### Material supplied
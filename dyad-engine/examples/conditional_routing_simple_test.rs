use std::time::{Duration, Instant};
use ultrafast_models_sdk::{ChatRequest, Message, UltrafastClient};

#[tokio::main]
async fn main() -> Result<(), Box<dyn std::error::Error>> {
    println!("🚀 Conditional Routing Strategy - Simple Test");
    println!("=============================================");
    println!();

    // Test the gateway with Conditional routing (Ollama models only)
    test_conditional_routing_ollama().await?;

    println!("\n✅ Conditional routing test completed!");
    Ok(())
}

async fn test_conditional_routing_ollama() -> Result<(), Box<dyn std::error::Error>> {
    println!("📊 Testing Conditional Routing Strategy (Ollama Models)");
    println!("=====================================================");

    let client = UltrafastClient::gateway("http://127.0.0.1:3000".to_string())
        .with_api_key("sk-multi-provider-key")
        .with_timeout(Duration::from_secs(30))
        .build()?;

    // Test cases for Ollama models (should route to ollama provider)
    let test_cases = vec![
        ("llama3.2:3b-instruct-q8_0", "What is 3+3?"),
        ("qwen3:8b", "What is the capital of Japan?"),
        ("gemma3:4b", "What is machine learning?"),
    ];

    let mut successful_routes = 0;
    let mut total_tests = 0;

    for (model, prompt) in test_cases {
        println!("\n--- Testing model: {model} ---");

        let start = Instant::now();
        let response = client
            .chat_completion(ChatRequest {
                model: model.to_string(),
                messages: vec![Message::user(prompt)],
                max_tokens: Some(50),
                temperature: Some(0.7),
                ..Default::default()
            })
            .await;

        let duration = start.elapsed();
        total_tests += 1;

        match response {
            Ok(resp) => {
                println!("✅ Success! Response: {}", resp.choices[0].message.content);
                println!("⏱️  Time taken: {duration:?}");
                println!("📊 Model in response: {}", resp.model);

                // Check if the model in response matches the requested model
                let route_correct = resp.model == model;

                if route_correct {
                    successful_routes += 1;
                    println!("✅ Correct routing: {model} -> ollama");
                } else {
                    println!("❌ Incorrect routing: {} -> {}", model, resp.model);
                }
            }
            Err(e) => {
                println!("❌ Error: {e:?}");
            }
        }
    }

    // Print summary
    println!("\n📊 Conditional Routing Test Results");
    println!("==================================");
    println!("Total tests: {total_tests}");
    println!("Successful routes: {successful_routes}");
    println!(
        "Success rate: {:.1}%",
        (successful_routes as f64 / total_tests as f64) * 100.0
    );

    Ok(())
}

### Exercise prompt
Nothing in the listing may be left out; repeat it all exactly.

### Result of the task
filename dyad-engine/examples/conditional_routing_simple_test.rs
use std::time::{Duration, Instant};
use ultrafast_models_sdk::{ChatRequest, Message, UltrafastClient};

#[tokio::main]
async fn main() -> Result<(), Box<dyn std::error::Error>> {
    println!("🚀 Conditional Routing Strategy - Simple Test");
    println!("=============================================");
    println!();

    // Test the gateway with Conditional routing (Ollama models only)
    test_conditional_routing_ollama().await?;

    println!("\n✅ Conditional routing test completed!");
    Ok(())
}

async fn test_conditional_routing_ollama() -> Result<(), Box<dyn std::error::Error>> {
    println!("📊 Testing Conditional Routing Strategy (Ollama Models)");
    println!("=====================================================");

    let client = UltrafastClient::gateway("http://127.0.0.1:3000".to_string())
        .with_api_key("sk-multi-provider-key")
        .with_timeout(Duration::from_secs(30))
        .build()?;

    // Test cases for Ollama models (should route to ollama provider)
    let test_cases = vec![
        ("llama3.2:3b-instruct-q8_0", "What is 3+3?"),
        ("qwen3:8b", "What is the capital of Japan?"),
        ("gemma3:4b", "What is machine learning?"),
    ];

    let mut successful_routes = 0;
    let mut total_tests = 0;

    for (model, prompt) in test_cases {
        println!("\n--- Testing model: {model} ---");

        let start = Instant::now();
        let response = client
            .chat_completion(ChatRequest {
                model: model.to_string(),
                messages: vec![Message::user(prompt)],
                max_tokens: Some(50),
                temperature: Some(0.7),
                ..Default::default()
            })
            .await;

        let duration = start.elapsed();
        total_tests += 1;

        match response {
            Ok(resp) => {
                println!("✅ Success! Response: {}", resp.choices[0].message.content);
                println!("⏱️  Time taken: {duration:?}");
                println!("📊 Model in response: {}", resp.model);

                // Check if the model in response matches the requested model
                let route_correct = resp.model == model;

                if route_correct {
                    successful_routes += 1;
                    println!("✅ Correct routing: {model} -> ollama");
                } else {
                    println!("❌ Incorrect routing: {} -> {}", model, resp.model);
                }
            }
            Err(e) => {
                println!("❌ Error: {e:?}");
            }
        }
    }

    // Print summary
    println!("\n📊 Conditional Routing Test Results");
    println!("==================================");
    println!("Total tests: {total_tests}");
    println!("Successful routes: {successful_routes}");
    println!(
        "Success rate: {:.1}%",
        (successful_routes as f64 / total_tests as f64) * 100.0
    );

    Ok(())
}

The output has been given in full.